5 things about AI you may have missed today: News publishers to sue AI firms; police turns to AI and more
AI Roundup: Top News publishers to sue AI firms: Report, China's E-commerce platforms take to AI, police turn to AI to identify suspect and much more today.
Top news publishers to sue AI firms; China's e-commerce platforms to introduce AI hosts for sales; AI utilised for forecasting solar events; Kerala Police's AI face recognition system identifies suspect- this and more in our daily AI roundup. Let us take a look.
1. Top News publishers to sue AI firms
Major publishers, including The New York Times, News Corp, Axel Springer, and IAC, are uniting to sue prominent AI firms like Google and OpenAI, according to a report by Forbes. They aim to address concerns about AI using their content for generative models without proper attribution or links, affecting website traffic. IAC's CEO, Joey Levin, warns of AI's profound impact on news media. This move follows IAC Chairman Barry Diller's recent warning of AI's catastrophic effects on publishing. However, amidst these concerns, the Associated Press has signed a deal with OpenAI to licence their news stories' archive, with financial terms undisclosed.
2. China's E-commerce platforms to introduce AI hosts for sale livestream deals
Chinese e-commerce platforms are adopting generative AI technology to create virtual live-streaming hosts for round-the-clock sessions during major retail events like Singles' Day, according to a Firstpost report . This move is intensifying the competition in the live-streaming e-commerce sector, which already generates massive sales. However, the rise of AI-powered hosts also poses a threat to the livelihoods of over 400,000 human live-streamers across various platforms, including Alibaba's Taobao Live, Tencent's WeChat, and ByteDance's Douyin and Kuaishou Technology. The impact of generative AI on traditional occupations in China is becoming increasingly apparent.
3. AI utilised for forecasting Solar events
Researchers from the University of Graz in Austria and the Skolkovo Institute of Science and Technology in Russia have employed artificial intelligence to analyse the magnetic field in the upper atmosphere of the Sun. By using a neural network trained on physics data and integrated observational data, they successfully simulated the Sun's magnetic field, helping them better understand solar behaviour, such as sunspots and solar events. This discovery has significant implications for space weather prediction, crucial for our understanding of the Sun's impact on Earth and our survival.

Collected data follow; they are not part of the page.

//! Array-backed LIFO stack behind a fixed-footprint handle.
//!
//! The public [`FixedStack`] is nothing but opaque bytes; the live layout
//! ([`StackCore`]) sits inside a [`Footprint`] and is reached only through
//! typed accessors. The workspace is a boxed slice of slots that grows by
//! doubling when full and shrinks by halving when usage falls below a
//! quarter, always by allocate-move-swap, never in place. Every public
//! operation is scoped by the [`Sanity`] reentrancy detector.

use crate::footprint::{Footprint, FOOTPRINT_BYTES};
use crate::resize::{self, ResizeOp, MIN_ELEMS};
use crate::sanity::Sanity;
use core::cell::Cell;
use core::fmt;
use core::marker::PhantomData;
use core::mem;
use std::collections::TryReserveError;

/// Workspace allocation failed during a resize; the container is left in
/// its prior, consistent state.
#[derive(Clone, Debug, PartialEq, Eq)]
pub struct OutOfMemory(TryReserveError);

impl fmt::Display for OutOfMemory {
    fn fmt(&self, f: &mut fmt::Formatter<'_>) -> fmt::Result {
        f.write_str("workspace allocation failed")
    }
}

impl std::error::Error for OutOfMemory {
    fn source(&self) -> Option<&(dyn std::error::Error + 'static)> {
        Some(&self.0)
    }
}

impl From<TryReserveError> for OutOfMemory {
    fn from(err: TryReserveError) -> Self {
        OutOfMemory(err)
    }
}

/// Cumulative usage counters. Diagnostic only; nothing in the container
/// branches on them.
#[derive(Copy, Clone, Debug, Default, PartialEq, Eq)]
pub struct StackStats {
    pub push: u64,
    pub pop: u64,
    pub peek: u64,
    pub height: usize,
    pub height_max: usize,
}

/// Lifetime resize counters. A failed shrink shows up in `error` without
/// failing the operation that triggered it.
#[derive(Copy, Clone, Debug, Default, PartialEq, Eq)]
pub struct ResizeStats {
    pub grow: u64,
    pub shrink: u64,
    pub error: u64,
}

/// Private layout behind the handle. `elems_limit` is `workspace.len()`:
/// a boxed slice swaps pointer and capacity together, so no observer can
/// see one without the other.
struct StackCore<T> {
    elems_curr: usize,
    workspace: Box<[Option<T>]>,
    sanity: Sanity,
    // stats.peek is carried in `peeks`; peek() takes &self.
    stats: StackStats,
    peeks: Cell<u64>,
    resize: ResizeStats,
}

/// Resizable LIFO stack with a fixed-size, layout-opaque handle.
///
/// The handle is the same size (128 bytes) for every `T`, so it can live
/// on the caller's stack or inside FFI-stable structs without the internal
/// layout leaking across the API boundary.
///
/// One logical owner at a time: the container detects overlapping calls
/// (and panics) but does not serialize them. `Send` when `T: Send`, never
/// `Sync`.
pub struct FixedStack<T> {
    raw: Footprint<FOOTPRINT_BYTES>,
    // Auto traits and dropck follow the real layout, not the raw bytes.
    _layout: PhantomData<StackCore<T>>,
}

fn empty_workspace<T>(limit: usize) -> Box<[Option<T>]> {
    core::iter::repeat_with(|| None).take(limit).collect()
}

/// Allocate a fresh workspace of `limit_new` slots, move the live prefix
/// over, and swap the owning buffer. The old workspace is released on
/// return; on allocation failure the old workspace is untouched.
fn swap_workspace<T>(
    workspace: &mut Box<[Option<T>]>,
    elems_curr: usize,
    limit_new: usize,
) -> Result<(), OutOfMemory> {
    let mut fresh: Vec<Option<T>> = Vec::new();
    fresh.try_reserve_exact(limit_new)?;
    fresh.extend(workspace[..elems_curr].iter_mut().map(Option::take));
    fresh.resize_with(limit_new, || None);

    *workspace = fresh.into_boxed_slice();
    Ok(())
}

impl<T> FixedStack<T> {
    /// Create a stack with the minimum default capacity (4 slots).
    pub fn new() -> Self {
        Self {
            raw: Footprint::emplace(StackCore::<T> {
                elems_curr: 0,
                workspace: empty_workspace(MIN_ELEMS),
                sanity: Sanity::new(),
                stats: StackStats::default(),
                peeks: Cell::new(0),
                resize: ResizeStats::default(),
            }),
            _layout: PhantomData,
        }
    }

    fn core(&self) -> &StackCore<T> {
        // Safety: emplaced with StackCore<T> in new(); dropped only in Drop.
        unsafe { self.raw.get() }
    }

    fn core_mut(&mut self) -> &mut StackCore<T> {
        // Safety: as in core().
        unsafe { self.raw.get_mut() }
    }

    /// Push a value. Grows the workspace first when it is exactly full; a
    /// failed grow rejects the push and leaves the stack unchanged.
    pub fn push(&mut self, value: T) -> Result<(), OutOfMemory> {
        let core = self.core_mut();
        let _g = core.sanity.enter();

        if core.elems_curr == core.workspace.len() {
            let limit_new = resize::next_limit(core.workspace.len(), ResizeOp::Grow);
            match swap_workspace(&mut core.workspace, core.elems_curr, limit_new) {
                Ok(()) => core.resize.grow += 1,
                Err(err) => {
                    core.resize.error += 1;
                    return Err(err);
                }
            }
        }

        let idx = core.elems_curr;
        core.workspace[idx] = Some(value);
        core.elems_curr += 1;
        core.stats.push += 1;
        core.stats.height += 1;
        core.stats.height_max = core.stats.height_max.max(core.stats.height);
        Ok(())
    }

    /// Pop the most recently pushed value, or `None` on an empty stack.
    /// Popping empty is a defined result, not an error.
    pub fn pop(&mut self) -> Option<T> {
        let core = self.core_mut();
        let _g = core.sanity.enter();

        if core.elems_curr == 0 {
            return None;
        }

        let idx = core.elems_curr - 1;
        let value = core.workspace[idx].take();
        core.elems_curr = idx;
        core.stats.pop += 1;
        core.stats.height -= 1;

        if let Some(limit_new) = resize::shrink_target(core.elems_curr, core.workspace.len()) {
            match swap_workspace(&mut core.workspace, core.elems_curr, limit_new) {
                Ok(()) => core.resize.shrink += 1,
                // Best-effort reclamation; the pop already succeeded.
                Err(_) => core.resize.error += 1,
            }
        }

        value
    }

    /// Borrow the most recently pushed value.
    ///
    /// # Panics
    /// Panics on an empty stack. Emptiness is a precondition; check with
    /// [`FixedStack::is_not_empty`] first.
    pub fn peek(&self) -> &T {
        let core = self.core();
        let _g = core.sanity.enter();

        assert!(core.elems_curr > 0, "peek on an empty stack");
        core.peeks.set(core.peeks.get() + 1);
        match &core.workspace[core.elems_curr - 1] {
            Some(value) => value,
            None => unreachable!("slot below elems_curr is always live"),
        }
    }

    /// Number of live elements.
    pub fn entries(&self) -> usize {
        self.core().elems_curr
    }

    pub fn is_empty(&self) -> bool {
        self.core().elems_curr == 0
    }

    pub fn is_not_empty(&self) -> bool {
        !self.is_empty()
    }

    /// Current workspace capacity (`elems_limit`). Always a power of two at
    /// or above the default minimum once any resize has run.
    pub fn capacity(&self) -> usize {
        self.core().workspace.len()
    }

    /// Snapshot of the usage counters.
    pub fn stats(&self) -> StackStats {
        let core = self.core();
        StackStats {
            peek: core.peeks.get(),
            ..core.stats
        }
    }

    /// Snapshot of the lifetime resize counters.
    pub fn resize_stats(&self) -> ResizeStats {
        self.core().resize
    }

    /// Dump statistics and every live slot to stdout. Output only; no state
    /// change beyond the guard round-trip.
    pub fn display(&self, msg: Option<&str>)
    where
        T: fmt::Debug,
    {
        let core = self.core();
        let _g = core.sanity.enter();
        let stats = StackStats {
            peek: core.peeks.get(),
            ..core.stats
        };

        println!();
        println!("---------------------------------------------------------------");
        if let Some(msg) = msg {
            println!(" Message: {msg:?}");
        }
        println!("stats.push           = {}", stats.push);
        println!("stats.pop            = {}", stats.pop);
        println!("stats.peek           = {}", stats.peek);
        println!("stats.height         = {}", stats.height);
        println!("stats.height_max     = {}", stats.height_max);
        println!("resize.grow          = {}", core.resize.grow);
        println!("resize.shrink        = {}", core.resize.shrink);
        println!("resize.error         = {}", core.resize.error);
        println!("elems_curr           = {}", core.elems_curr);
        println!("elems_limit          = {}", core.workspace.len());
        println!("sanity.busy          = {}", core.sanity.busy());

        for (idx, slot) in core.workspace[..core.elems_curr].iter().enumerate() {
            if let Some(value) = slot {
                println!(
                    "[{idx:4}]  bytes: {:8}  data: {value:?}",
                    mem::size_of::<T>()
                );
            }
        }
    }
}

impl<T> Default for FixedStack<T> {
    fn default() -> Self {
        Self::new()
    }
}

impl<T: fmt::Debug> fmt::Debug for FixedStack<T> {
    fn fmt(&self, f: &mut fmt::Formatter<'_>) -> fmt::Result {
        let core = self.core();
        f.debug_struct("FixedStack")
            .field("elems_curr", &core.elems_curr)
            .field("elems_limit", &core.workspace.len())
            .field("stats", &self.stats())
            .field("resize", &core.resize)
            .finish_non_exhaustive()
    }
}

impl<T> Drop for FixedStack<T> {
    fn drop(&mut self) {
        // Teardown enters the guard and never exits it: the busy counter's
        // memory is released together with the workspace.
        let guard = self.core().sanity.enter();
        mem::forget(guard);
        // Safety: matches the emplace in new(); runs exactly once.
        unsafe { self.raw.drop_in_place::<StackCore<T>>() };
    }
}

4. Kerala Police's AI face recognition system identifies suspect
The Kerala Police has incorporated an AI-powered Face Recognition System (FRS) into its 'iCops' mobile app, aiding in the identification of criminals through advanced facial recognition technology, according to mathrubhumi.com. By comparing images of suspects with a database of 1.5 lakh pictures of criminals, the system allows for quick identification of individuals. In a recent case of attempted theft at St. Anthony's Church, the FRS helped identify the suspect, Kader Basha, who had multiple pending cases against him in various districts. Developed by technical expert police officers of the CCTNS division, the FRS has proved to be valuable in law enforcement efforts.
5. Salesforce CEO shares his AI predictions
Salesforce CEO emphasises the significance of responsible AI use and the future of work. He highlights that the impact of technologies depends on how we wield them. He was speaking to the Washington Post. To avoid drastic consequences like Hiroshima, a collective effort from various stakeholders, including companies, governments, and non-governmental organisations, is necessary. Collaboratively establishing guidelines for AI technology will enable a better understanding of its far-reaching implications.